Russian President Vladimir Putin is a black belt in judo
Image: Russian President Vladimir Putin is a black belt in judo

The International Judo Federation - which lists Russian President Vladimir Putin as its honorary president - is to allow Russia's 11 judo competitors to participate at the Rio Olympics.

The International Olympic Committee has left it up to the world governing bodies of each sport to decide if Russian teams can go to Rio in the wake of Richard McLaren's damning report into state-sponsored doping.

And judo has joined tennis in allowing the country's athletes to compete in Brazil following the decisions of track and field, swimming and rowing to ban Russian athletes.

Putin is a judo blackbelt and in addition to his role at the federation, one of his closest friends sits on its executive committee, but Federation president Marius Vizer said neither factor played any role in its decisions.
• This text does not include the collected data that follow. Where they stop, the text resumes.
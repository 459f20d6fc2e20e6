//! WebSocket client with event-channel delivery and fixed-delay reconnection.

use std::sync::Arc;

use futures_util::{SinkExt, StreamExt};
use parking_lot::Mutex;
use tokio::sync::mpsc;
use tokio::task::JoinHandle;
use tokio_tungstenite::tungstenite::client::IntoClientRequest;
use tokio_tungstenite::tungstenite::handshake::client::Request;
use tokio_tungstenite::tungstenite::protocol::CloseFrame;
use tokio_tungstenite::tungstenite::protocol::frame::coding::CloseCode as TungsteniteCloseCode;
use tokio_tungstenite::tungstenite::Message as WsMessage;
use topoview_core::Query;
use topoview_core::logging::targets;

use super::config::TransportConfig;
use super::state::{CloseCode, ConnectionState};
use crate::error::{NetworkError, Result};

/// Something the connection task observed.
#[derive(Debug, Clone, PartialEq)]
pub enum TransportEvent {
    /// The connection is open and `send` will succeed.
    Opened,
    /// An open connection went away.
    Closed {
        /// Close code sent by the source, if any.
        code: Option<CloseCode>,
    },
    /// A text frame, or a binary frame holding valid UTF-8.
    Frame(String),
}

/// Receiving half of the transport's event channel.
pub type TransportEvents = mpsc::UnboundedReceiver<TransportEvent>;

/// Command sent to the connection task.
enum Command {
    SendText(String),
    Close,
}

#[derive(Default)]
struct Inner {
    state: ConnectionState,
    running: bool,
    // Bumped by every spawn; only the task holding the latest value may
    // touch the fields below or reconnect.
    generation: u64,
    task: Option<JoinHandle<()>>,
    reconnect_attempts: u32,
    command_tx: Option<mpsc::UnboundedSender<Command>>,
    // Present while a reconnection timer is pending.
    wake_tx: Option<mpsc::UnboundedSender<()>>,
}

impl Inner {
    fn owns(&self, generation: u64) -> bool {
        self.generation == generation
    }

    fn is_current(&self, generation: u64) -> bool {
        self.running && self.owns(generation)
    }
}

/// A WebSocket connection to the topology source.
///
/// After an unexpected closure or a failed attempt the transport schedules
/// exactly one reconnection after [`TransportConfig::reconnect_delay`], and
/// keeps doing so indefinitely. Calling [`open`](Self::open) while that timer
/// is pending cancels it and reconnects immediately. [`close`](Self::close)
/// stops reconnecting.
///
/// # Example
///
/// ```ignore
/// let (transport, mut events) = Transport::new(TransportConfig::new("ws://127.0.0.1:9000"));
/// transport.open()?;
///
/// while let Some(event) = events.recv().await {
///     if event == TransportEvent::Opened {
///         transport.send(&Query::select("node"))?;
///     }
/// }
/// ```
pub struct Transport {
    config: TransportConfig,
    inner: Arc<Mutex<Inner>>,
    events_tx: mpsc::UnboundedSender<TransportEvent>,
}

impl Transport {
    /// Create a transport and the channel its events arrive on.
    ///
    /// Nothing connects until [`open`](Self::open) is called.
    pub fn new(config: TransportConfig) -> (Self, TransportEvents) {
        let (events_tx, events_rx) = mpsc::unbounded_channel();
        let transport = Self {
            config,
            inner: Arc::new(Mutex::new(Inner::default())),
            events_tx,
        };
        (transport, events_rx)
    }

    /// Get the current connection state.
    pub fn state(&self) -> ConnectionState {
        self.inner.lock().state
    }

    /// Check if the connection is open.
    pub fn is_open(&self) -> bool {
        self.inner.lock().state == ConnectionState::Open
    }

    /// Get the URL this transport connects to.
    pub fn url(&self) -> &str {
        &self.config.url
    }

    /// Number of reconnection timers scheduled so far.
    pub fn reconnect_attempts(&self) -> u32 {
        self.inner.lock().reconnect_attempts
    }

    /// Start connecting.
    ///
    /// Spawns the connection task on the current tokio runtime. If a
    /// reconnection timer is pending, it is cancelled and the attempt happens
    /// now. While connecting or open this is a no-op. After [`close`](Self::close)
    /// the new connection task waits for the previous one to wind down, so its
    /// `Closed` event always precedes the next `Opened`.
    pub fn open(&self) -> Result<()> {
        let mut inner = self.inner.lock();

        if inner.running {
            if let Some(wake) = inner.wake_tx.take() {
                tracing::debug!(target: targets::TRANSPORT, url = %self.config.url, "reconnect timer cancelled by open()");
                let _ = wake.send(());
            }
            return Ok(());
        }

        let runtime = tokio::runtime::Handle::try_current().map_err(|_| NetworkError::NoRuntime)?;
        let request = build_request(&self.config)?;

        inner.running = true;
        inner.generation += 1;
        inner.state = ConnectionState::Connecting;
        inner.command_tx = None;
        inner.wake_tx = None;
        let previous = inner.task.take();

        tracing::info!(target: targets::TRANSPORT, url = %self.config.url, generation = inner.generation, "opening transport");
        let task = runtime.spawn(run_connection(
            request,
            self.config.clone(),
            self.inner.clone(),
            self.events_tx.clone(),
            inner.generation,
            previous,
        ));
        inner.task = Some(task);
        Ok(())
    }

    /// Serialize `query` and write it to the connection.
    ///
    /// Fails with [`NetworkError::NotConnected`] unless the connection is open.
    /// Nothing is queued for later delivery.
    pub fn send(&self, query: &Query) -> Result<()> {
        let inner = self.inner.lock();
        let Some(tx) = inner.command_tx.as_ref() else {
            return Err(NetworkError::NotConnected);
        };

        let text = query.to_json()?;
        tracing::trace!(target: targets::TRANSPORT, action = %query.action(), object = %query.object_name(), "sending query");
        tx.send(Command::SendText(text))
            .map_err(|_| NetworkError::TransportClosed("connection task has stopped".into()))
    }

    /// Close the connection normally and stop reconnecting.
    pub fn close(&self) {
        let mut inner = self.inner.lock();
        if !inner.running {
            return;
        }
        inner.running = false;
        if let Some(tx) = inner.command_tx.as_ref() {
            let _ = tx.send(Command::Close);
        }
        if let Some(wake) = inner.wake_tx.take() {
            let _ = wake.send(());
        }
        tracing::info!(target: targets::TRANSPORT, url = %self.config.url, "closing transport");
    }
}

impl Drop for Transport {
    fn drop(&mut self) {
        self.close();
    }
}

impl std::fmt::Debug for Transport {
    fn fmt(&self, f: &mut std::fmt::Formatter<'_>) -> std::fmt::Result {
        f.debug_struct("Transport")
            .field("url", &self.config.url)
            .field("state", &self.state())
            .finish()
    }
}

/// Build the WebSocket request with custom headers.
fn build_request(config: &TransportConfig) -> Result<Request> {
    let mut request = config
        .url
        .as_str()
        .into_client_request()
        .map_err(|e| NetworkError::InvalidUrl(e.to_string()))?;

    let headers = request.headers_mut();
    for (name, value) in &config.headers {
        let header_name = http::header::HeaderName::try_from(name.as_str())?;
        let header_value = http::header::HeaderValue::try_from(value.as_str())?;
        headers.insert(header_name, header_value);
    }

    Ok(request)
}

/// How one connected session ended.
enum SessionEnd {
    /// `close()` was called.
    Local,
    /// The source closed or the socket failed.
    Remote(Option<CloseCode>),
}

async fn run_connection(
    request: Request,
    config: TransportConfig,
    inner: Arc<Mutex<Inner>>,
    events: mpsc::UnboundedSender<TransportEvent>,
    generation: u64,
    previous: Option<JoinHandle<()>>,
) {
    if let Some(previous) = previous {
        let _ = previous.await;
    }

    loop {
        match tokio_tungstenite::connect_async(request.clone()).await {
            Ok((ws_stream, _response)) => {
                let (tx, rx) = mpsc::unbounded_channel::<Command>();
                let current = {
                    let mut state = inner.lock();
                    let current = state.is_current(generation);
                    if current {
                        state.state = ConnectionState::Open;
                        state.command_tx = Some(tx);
                    } else if state.owns(generation) {
                        state.state = ConnectionState::Closed;
                    }
                    current
                };
                if !current {
                    let mut ws_stream = ws_stream;
                    let _ = ws_stream.close(None).await;
                    return;
                }
                tracing::info!(target: targets::TRANSPORT, url = %config.url, "connection open");
                let _ = events.send(TransportEvent::Opened);

                let end = pump(ws_stream, rx, &events).await;

                {
                    let mut state = inner.lock();
                    if state.owns(generation) {
                        state.command_tx = None;
                        state.state = ConnectionState::Closed;
                    }
                }

                match end {
                    SessionEnd::Local => {
                        tracing::info!(target: targets::TRANSPORT, url = %config.url, "connection closed");
                        let _ = events.send(TransportEvent::Closed {
                            code: Some(CloseCode::Normal),
                        });
                        return;
                    }
                    SessionEnd::Remote(code) => {
                        tracing::info!(target: targets::TRANSPORT, url = %config.url, code = ?code, "connection lost");
                        let _ = events.send(TransportEvent::Closed { code });
                    }
                }
            }
            Err(err) => {
                tracing::warn!(target: targets::TRANSPORT, url = %config.url, error = %err, "connection attempt failed");
                let mut state = inner.lock();
                if state.owns(generation) {
                    state.state = ConnectionState::Closed;
                }
            }
        }

        // Exactly one pending timer; open() may cut it short.
        let (wake_tx, mut wake_rx) = mpsc::unbounded_channel::<()>();
        {
            let mut state = inner.lock();
            if !state.is_current(generation) {
                return;
            }
            state.reconnect_attempts += 1;
            state.wake_tx = Some(wake_tx);
        }
        tracing::debug!(target: targets::TRANSPORT, delay = ?config.reconnect_delay, "reconnection scheduled");

        tokio::select! {
            _ = tokio::time::sleep(config.reconnect_delay) => {}
            _ = wake_rx.recv() => {}
        }

        {
            let mut state = inner.lock();
            if !state.owns(generation) {
                tracing::debug!(target: targets::TRANSPORT, generation, "superseded connection task exiting");
                return;
            }
            state.wake_tx = None;
            if !state.running {
                state.state = ConnectionState::Closed;
                return;
            }
            state.state = ConnectionState::Reconnecting;
        }
        tracing::debug!(target: targets::TRANSPORT, url = %config.url, "reconnecting");
    }
}

/// Move frames between the socket and the owner until either side ends.
async fn pump<S>(
    ws_stream: tokio_tungstenite::WebSocketStream<S>,
    mut commands: mpsc::UnboundedReceiver<Command>,
    events: &mpsc::UnboundedSender<TransportEvent>,
) -> SessionEnd
where
    S: tokio::io::AsyncRead + tokio::io::AsyncWrite + Unpin,
{
    let (mut write, mut read) = ws_stream.split();

    loop {
        tokio::select! {
            cmd = commands.recv() => {
                match cmd {
                    Some(Command::SendText(text)) => {
                        if let Err(e) = write.send(WsMessage::Text(text.into())).await {
                            tracing::warn!(target: targets::TRANSPORT, error = %e, "write failed");
                            return SessionEnd::Remote(None);
                        }
                    }
                    Some(Command::Close) | None => {
                        let frame = CloseFrame {
                            code: TungsteniteCloseCode::Normal,
                            reason: "".into(),
                        };
                        let _ = write.send(WsMessage::Close(Some(frame))).await;
                        return SessionEnd::Local;
                    }
                }
            }

            msg = read.next() => {
                match msg {
                    Some(Ok(WsMessage::Text(text))) => {
                        let _ = events.send(TransportEvent::Frame(text.to_string()));
                    }
                    Some(Ok(WsMessage::Binary(data))) => match String::from_utf8(data.to_vec()) {
                        Ok(text) => {
                            let _ = events.send(TransportEvent::Frame(text));
                        }
                        Err(_) => {
                            tracing::warn!(target: targets::TRANSPORT, len = data.len(), "dropping non-UTF-8 binary frame");
                        }
                    },
                    Some(Ok(WsMessage::Close(frame))) => {
                        return SessionEnd::Remote(frame.map(|f| CloseCode::from_u16(u16::from(f.code))));
                    }
                    Some(Ok(_)) => {
                        // Ping/pong are answered by tungstenite.
                    }
                    Some(Err(e)) => {
                        tracing::warn!(target: targets::TRANSPORT, error = %e, "read failed");
                        return SessionEnd::Remote(Some(CloseCode::Abnormal));
                    }
                    None => return SessionEnd::Remote(Some(CloseCode::Abnormal)),
                }
            }
        }
    }
}
//! Core systems for Topoview.
//!
//! This crate holds everything of the live topology view that does not touch
//! the network:
//!
//! - **Query Protocol**: outbound [`Query`] values and inbound [`Message`] frames
//! - **Dispatcher**: routes messages to handlers keyed by (action, entity kind)
//! - **Entity Registry**: id↔name and interface→node resolution
//! - **Update Buffer**: coalesces node and edge mutations between flushes
//! - **Renderer**: the trait the buffer flushes into
//! - **Timers**: one-shot and repeating timers for the session loop
//!
//! # Example
//!
//! ```
//! use topoview_core::{
//!     Action, Dispatcher, EntityId, EntityRegistry, Message, NodeMutation, RecordingRenderer,
//!     RegistryMode, UpdateBuffer,
//! };
//!
//! struct State {
//!     registry: EntityRegistry,
//!     buffer: UpdateBuffer,
//! }
//!
//! let mut dispatcher = Dispatcher::<State>::new();
//! dispatcher.bind(Action::Update, "node", |state, msg| {
//!     let id = state.registry.resolve_by_filter(&msg.filter)?;
//!     state.buffer.enqueue_node(NodeMutation::new(id).image("img/router.png"));
//!     Ok(())
//! });
//!
//! let mut state = State {
//!     registry: EntityRegistry::new(RegistryMode::Permissive),
//!     buffer: UpdateBuffer::new(),
//! };
//! state.registry.register_node(EntityId::Int(5), "r1", ["eth0"]).unwrap();
//!
//! let frame = r#"{"action":"update","object_name":"node","filter":[["name","==","r1"]]}"#;
//! dispatcher.dispatch(&mut state, &Message::decode(frame).unwrap());
//!
//! let renderer = RecordingRenderer::new();
//! state.buffer.flush(&renderer);
//! assert_eq!(renderer.nodes()[0].image.as_deref(), Some("img/router.png"));
//! ```

pub mod buffer;
pub mod dispatcher;
pub mod entity;
mod error;
pub mod logging;
pub mod protocol;
pub mod registry;
pub mod render;
pub mod timer;

pub use buffer::{Batch, FlushReport, UpdateBuffer};
pub use dispatcher::{DispatchKey, DispatchReport, Dispatcher, HandlerError, HandlerResult};
pub use entity::{EdgeMutation, EntityId, Font, LabelAlign, NodeMutation, Position};
pub use error::{CoreError, Result, TimerError};
pub use logging::PerfSpan;
pub use protocol::{
    Action, CONNECTION_KIND, EntityKind, Filter, Message, Operator, Predicate, Query, WireQuery,
};
pub use registry::{EntityRegistry, RegistryMode};
pub use render::{RecordingRenderer, RenderCall, Renderer};
pub use timer::{TimerId, TimerKind, TimerManager};
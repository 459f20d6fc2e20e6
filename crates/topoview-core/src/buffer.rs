//! Coalescing buffer between message handlers and the renderer.
//!
//! Handlers append mutations as messages arrive; a periodic flush hands
//! everything accumulated since the previous flush to the [`Renderer`] as one
//! batch per kind. The pending sequences are swapped out under a single lock,
//! so an enqueue racing with a flush lands either in the batch being flushed or
//! in the next one, never in both and never in neither.

use parking_lot::Mutex;

use crate::entity::{EdgeMutation, NodeMutation};
use crate::logging::targets;
use crate::render::Renderer;

#[derive(Debug, Default)]
struct Pending {
    nodes: Vec<NodeMutation>,
    edges: Vec<EdgeMutation>,
}

/// Mutations taken out of the buffer by one flush.
#[derive(Debug, Default, Clone, PartialEq)]
pub struct Batch {
    /// Node mutations in enqueue order.
    pub nodes: Vec<NodeMutation>,
    /// Edge mutations in enqueue order.
    pub edges: Vec<EdgeMutation>,
}

impl Batch {
    /// Whether the batch holds no mutation.
    pub fn is_empty(&self) -> bool {
        self.nodes.is_empty() && self.edges.is_empty()
    }
}

/// What a flush delivered.
#[derive(Debug, Default, Clone, Copy, PartialEq, Eq)]
pub struct FlushReport {
    /// Node mutations handed to the renderer.
    pub nodes: usize,
    /// Edge mutations handed to the renderer.
    pub edges: usize,
}

impl FlushReport {
    /// Whether the renderer was called at all.
    pub fn is_empty(&self) -> bool {
        self.nodes == 0 && self.edges == 0
    }
}

/// Pending node and edge mutations awaiting the next flush.
#[derive(Debug, Default)]
pub struct UpdateBuffer {
    pending: Mutex<Pending>,
}

impl UpdateBuffer {
    /// Create an empty buffer.
    pub fn new() -> Self {
        Self::default()
    }

    /// Append a node mutation. No merge by id takes place.
    pub fn enqueue_node(&self, mutation: NodeMutation) {
        self.pending.lock().nodes.push(mutation);
    }

    /// Append an edge mutation. No merge by id takes place.
    pub fn enqueue_edge(&self, mutation: EdgeMutation) {
        self.pending.lock().edges.push(mutation);
    }

    /// Take every pending mutation, leaving the buffer empty.
    pub fn take(&self) -> Batch {
        let mut pending = self.pending.lock();
        Batch {
            nodes: std::mem::take(&mut pending.nodes),
            edges: std::mem::take(&mut pending.edges),
        }
    }

    /// Hand pending mutations to `renderer`, one call per non-empty kind.
    ///
    /// Nodes are delivered before edges so that edge endpoints exist when the
    /// edges arrive. The renderer is called outside the lock.
    #[tracing::instrument(skip_all, target = "topoview_core::buffer", level = "trace")]
    pub fn flush(&self, renderer: &dyn Renderer) -> FlushReport {
        let batch = self.take();
        let report = FlushReport {
            nodes: batch.nodes.len(),
            edges: batch.edges.len(),
        };

        if !batch.nodes.is_empty() {
            renderer.add_or_update_nodes(batch.nodes);
        }
        if !batch.edges.is_empty() {
            renderer.add_or_update_edges(batch.edges);
        }

        if !report.is_empty() {
            tracing::trace!(target: targets::BUFFER, nodes = report.nodes, edges = report.edges, "flushed");
        }
        report
    }

    /// Number of pending node mutations.
    pub fn pending_nodes(&self) -> usize {
        self.pending.lock().nodes.len()
    }

    /// Number of pending edge mutations.
    pub fn pending_edges(&self) -> usize {
        self.pending.lock().edges.len()
    }

    /// Whether nothing is pending.
    pub fn is_empty(&self) -> bool {
        let pending = self.pending.lock();
        pending.nodes.is_empty() && pending.edges.is_empty()
    }
}
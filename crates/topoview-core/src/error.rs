//! Error types for Topoview core.

use std::fmt;

use crate::entity::EntityId;

/// The main error type for Topoview core operations.
#[derive(Debug, Clone, PartialEq)]
pub enum CoreError {
    /// An inbound frame could not be decoded into a message.
    MalformedFrame(String),
    /// An update query could not be resolved to a single entity.
    AmbiguousTarget {
        /// Rendering of the filter that failed to resolve.
        filter: String,
    },
    /// A node id was registered a second time under a different name.
    DuplicateId {
        /// The conflicting id.
        id: EntityId,
        /// The name already registered for the id.
        existing: String,
        /// The name of the rejected registration.
        requested: String,
    },
    /// A name is already held by another node id.
    DuplicateName {
        /// The contested name.
        name: String,
        /// The id holding the name.
        holder: EntityId,
        /// The id that asked for it.
        requested: EntityId,
    },
    /// The params of a message did not match the expected record shape.
    InvalidParams {
        /// Entity kind of the offending message.
        kind: String,
        /// Decoder message.
        message: String,
    },
    /// A query could not be encoded for the wire.
    Encode(String),
    /// Timer-related error.
    Timer(TimerError),
}

impl CoreError {
    /// Create a malformed frame error.
    pub fn malformed(message: impl Into<String>) -> Self {
        Self::MalformedFrame(message.into())
    }

    /// Returns `true` if the error is recovered by dropping the offending input.
    pub fn is_droppable(&self) -> bool {
        matches!(
            self,
            Self::MalformedFrame(_) | Self::AmbiguousTarget { .. } | Self::InvalidParams { .. }
        )
    }
}

impl fmt::Display for CoreError {
    fn fmt(&self, f: &mut fmt::Formatter<'_>) -> fmt::Result {
        match self {
            Self::MalformedFrame(msg) => write!(f, "Malformed frame: {msg}"),
            Self::AmbiguousTarget { filter } => {
                write!(f, "Update target cannot be resolved from filter {filter}")
            }
            Self::DuplicateId {
                id,
                existing,
                requested,
            } => write!(
                f,
                "Entity {id} is already registered as '{existing}', refusing '{requested}'"
            ),
            Self::DuplicateName {
                name,
                holder,
                requested,
            } => write!(
                f,
                "Name '{name}' already belongs to entity {holder}, refusing it for {requested}"
            ),
            Self::InvalidParams { kind, message } => {
                write!(f, "Invalid params for '{kind}': {message}")
            }
            Self::Encode(msg) => write!(f, "Failed to encode query: {msg}"),
            Self::Timer(err) => write!(f, "Timer error: {err}"),
        }
    }
}

impl std::error::Error for CoreError {
    fn source(&self) -> Option<&(dyn std::error::Error + 'static)> {
        match self {
            Self::Timer(err) => Some(err),
            _ => None,
        }
    }
}

impl From<TimerError> for CoreError {
    fn from(err: TimerError) -> Self {
        Self::Timer(err)
    }
}

/// Timer-specific errors.
#[derive(Debug, Clone, PartialEq, Eq)]
pub enum TimerError {
    /// The timer ID is invalid or has already been removed.
    InvalidTimerId,
}

impl fmt::Display for TimerError {
    fn fmt(&self, f: &mut fmt::Formatter<'_>) -> fmt::Result {
        match self {
            Self::InvalidTimerId => write!(f, "Invalid or expired timer ID"),
        }
    }
}

impl std::error::Error for TimerError {}

/// A specialized Result type for Topoview core operations.
pub type Result<T> = std::result::Result<T, CoreError>;
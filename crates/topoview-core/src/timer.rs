//! Timer bookkeeping for the session loop.
//!
//! Provides one-shot and repeating timers keyed by [`TimerId`]. The manager
//! never sleeps; the owner asks for [`TimerManager::next_deadline`], waits on
//! its own runtime, then calls [`TimerManager::process_expired_at`] to learn
//! which timers fired. Taking `now` explicitly keeps tests deterministic.

use std::cmp::Ordering;
use std::collections::BinaryHeap;
use std::time::{Duration, Instant};

use slotmap::{SlotMap, new_key_type};

use crate::error::{Result, TimerError};
use crate::logging::targets;

new_key_type! {
    /// A unique identifier for a timer.
    pub struct TimerId;
}

/// The type of timer.
#[derive(Debug, Clone, Copy, PartialEq, Eq)]
pub enum TimerKind {
    /// Fires once after the specified duration.
    OneShot,
    /// Fires repeatedly at the specified interval.
    Repeating,
}

#[derive(Debug)]
struct TimerData {
    next_fire: Instant,
    interval: Duration,
    kind: TimerKind,
}

/// An entry in the timer queue (min-heap by fire time).
#[derive(Debug, Clone, Copy)]
struct TimerQueueEntry {
    id: TimerId,
    fire_time: Instant,
}

impl PartialEq for TimerQueueEntry {
    fn eq(&self, other: &Self) -> bool {
        self.fire_time == other.fire_time
    }
}

impl Eq for TimerQueueEntry {}

impl PartialOrd for TimerQueueEntry {
    fn partial_cmp(&self, other: &Self) -> Option<Ordering> {
        Some(self.cmp(other))
    }
}

impl Ord for TimerQueueEntry {
    fn cmp(&self, other: &Self) -> Ordering {
        // BinaryHeap is a max-heap.
        other.fire_time.cmp(&self.fire_time)
    }
}

/// Schedules one-shot and repeating timers.
#[derive(Debug, Default)]
pub struct TimerManager {
    timers: SlotMap<TimerId, TimerData>,
    queue: BinaryHeap<TimerQueueEntry>,
}

impl TimerManager {
    /// Create a new timer manager.
    pub fn new() -> Self {
        Self::default()
    }

    /// Start a one-shot timer firing `duration` after `now`.
    pub fn start_one_shot(&mut self, now: Instant, duration: Duration) -> TimerId {
        self.insert(now, duration, TimerKind::OneShot)
    }

    /// Start a repeating timer. The first fire is `interval` after `now`.
    pub fn start_repeating(&mut self, now: Instant, interval: Duration) -> TimerId {
        self.insert(now, interval, TimerKind::Repeating)
    }

    fn insert(&mut self, now: Instant, interval: Duration, kind: TimerKind) -> TimerId {
        let next_fire = now + interval;
        let id = self.timers.insert(TimerData {
            next_fire,
            interval,
            kind,
        });
        self.queue.push(TimerQueueEntry {
            id,
            fire_time: next_fire,
        });
        tracing::trace!(target: targets::TIMER, ?id, ?kind, ?interval, "timer started");
        id
    }

    /// Stop and remove a timer.
    pub fn stop(&mut self, id: TimerId) -> Result<()> {
        if self.timers.remove(id).is_some() {
            tracing::trace!(target: targets::TIMER, ?id, "timer stopped");
            Ok(())
        } else {
            Err(TimerError::InvalidTimerId.into())
        }
    }

    /// Check if a timer is currently scheduled.
    pub fn is_active(&self, id: TimerId) -> bool {
        self.timers.contains_key(id)
    }

    /// The earliest instant at which a live timer fires.
    pub fn next_deadline(&mut self) -> Option<Instant> {
        self.discard_stale();
        self.queue.peek().map(|entry| entry.fire_time)
    }

    /// Time from `now` until the next timer fires, if any.
    pub fn time_until_next(&mut self, now: Instant) -> Option<Duration> {
        self.next_deadline()
            .map(|deadline| deadline.saturating_duration_since(now))
    }

    // Drop queue entries whose timer was stopped or rescheduled.
    fn discard_stale(&mut self) {
        while let Some(entry) = self.queue.peek() {
            match self.timers.get(entry.id) {
                Some(timer) if timer.next_fire == entry.fire_time => break,
                _ => {
                    self.queue.pop();
                }
            }
        }
    }

    /// Collect every timer due at `now`.
    ///
    /// One-shot timers are removed once fired. Repeating timers are
    /// rescheduled one interval after `now`, so a late caller sees a single
    /// fire rather than a burst of missed ones.
    #[tracing::instrument(skip(self), target = "topoview_core::timer", level = "trace")]
    pub fn process_expired_at(&mut self, now: Instant) -> Vec<TimerId> {
        let mut fired = Vec::new();

        while let Some(entry) = self.queue.peek().copied() {
            if entry.fire_time > now {
                break;
            }
            self.queue.pop();

            let Some(timer) = self.timers.get_mut(entry.id) else {
                continue;
            };
            if timer.next_fire != entry.fire_time {
                continue;
            }

            tracing::trace!(target: targets::TIMER, id = ?entry.id, "timer fired");
            fired.push(entry.id);

            match timer.kind {
                TimerKind::OneShot => {
                    self.timers.remove(entry.id);
                }
                TimerKind::Repeating => {
                    timer.next_fire = now + timer.interval;
                    self.queue.push(TimerQueueEntry {
                        id: entry.id,
                        fire_time: timer.next_fire,
                    });
                }
            }
        }

        fired
    }

    /// Get the number of live timers.
    pub fn active_count(&self) -> usize {
        self.timers.len()
    }
}

#[cfg(test)]
mod tests {
    use super::*;
    use crate::error::CoreError;

    const MS: Duration = Duration::from_millis(1);

    #[test]
    fn test_one_shot_fires_once() {
        let start = Instant::now();
        let mut timers = TimerManager::new();
        let id = timers.start_one_shot(start, 100 * MS);

        assert!(timers.process_expired_at(start + 99 * MS).is_empty());
        assert_eq!(timers.process_expired_at(start + 100 * MS), vec![id]);
        assert!(!timers.is_active(id));
        assert!(timers.process_expired_at(start + 500 * MS).is_empty());
        assert_eq!(timers.next_deadline(), None);
    }

    #[test]
    fn test_repeating_reschedules_from_now() {
        let start = Instant::now();
        let mut timers = TimerManager::new();
        let id = timers.start_repeating(start, 500 * MS);

        assert_eq!(timers.process_expired_at(start + 500 * MS), vec![id]);
        assert_eq!(timers.next_deadline(), Some(start + 1000 * MS));

        // Late by several periods: one fire, not a burst.
        assert_eq!(timers.process_expired_at(start + 3000 * MS), vec![id]);
        assert_eq!(timers.time_until_next(start + 3000 * MS), Some(500 * MS));
        assert!(timers.is_active(id));
    }

    #[test]
    fn test_stop_cancels_pending_fire() {
        let start = Instant::now();
        let mut timers = TimerManager::new();
        let id = timers.start_repeating(start, 10 * MS);
        let other = timers.start_one_shot(start, 20 * MS);

        timers.stop(id).unwrap();
        assert_eq!(timers.next_deadline(), Some(start + 20 * MS));
        assert_eq!(timers.process_expired_at(start + 50 * MS), vec![other]);
        assert_eq!(timers.active_count(), 0);

        assert_eq!(timers.stop(id), Err(CoreError::Timer(TimerError::InvalidTimerId)));
    }

    #[test]
    fn test_fire_order_follows_deadlines() {
        let start = Instant::now();
        let mut timers = TimerManager::new();
        let late = timers.start_one_shot(start, 30 * MS);
        let early = timers.start_one_shot(start, 10 * MS);

        assert_eq!(timers.process_expired_at(start + 30 * MS), vec![early, late]);
    }
}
General view of Rodrigo de Freitas Lake, site of the Canoe Sprint and Rowing events during the Rio 2016 Olympics
Image: General view of Rodrigo de Freitas Lake, site of the Canoe Sprint and Rowing events during the Rio 2016 Olympics

"All those athletes have been tested starting from September last year until the end of May, on many occasions, at many international judo events, not in Russia, abroad from Russia," Vizer said.

"There was no punishment, no negative evidence, we don't take into consideration any analysis or tests made in Russia, because for us it is not relevant."

An announcement from the International Rowing Federation (FISA) confirmed on Tuesday that only six Russian rowers had been cleared, meaning only their men's coxless four would be able to compete.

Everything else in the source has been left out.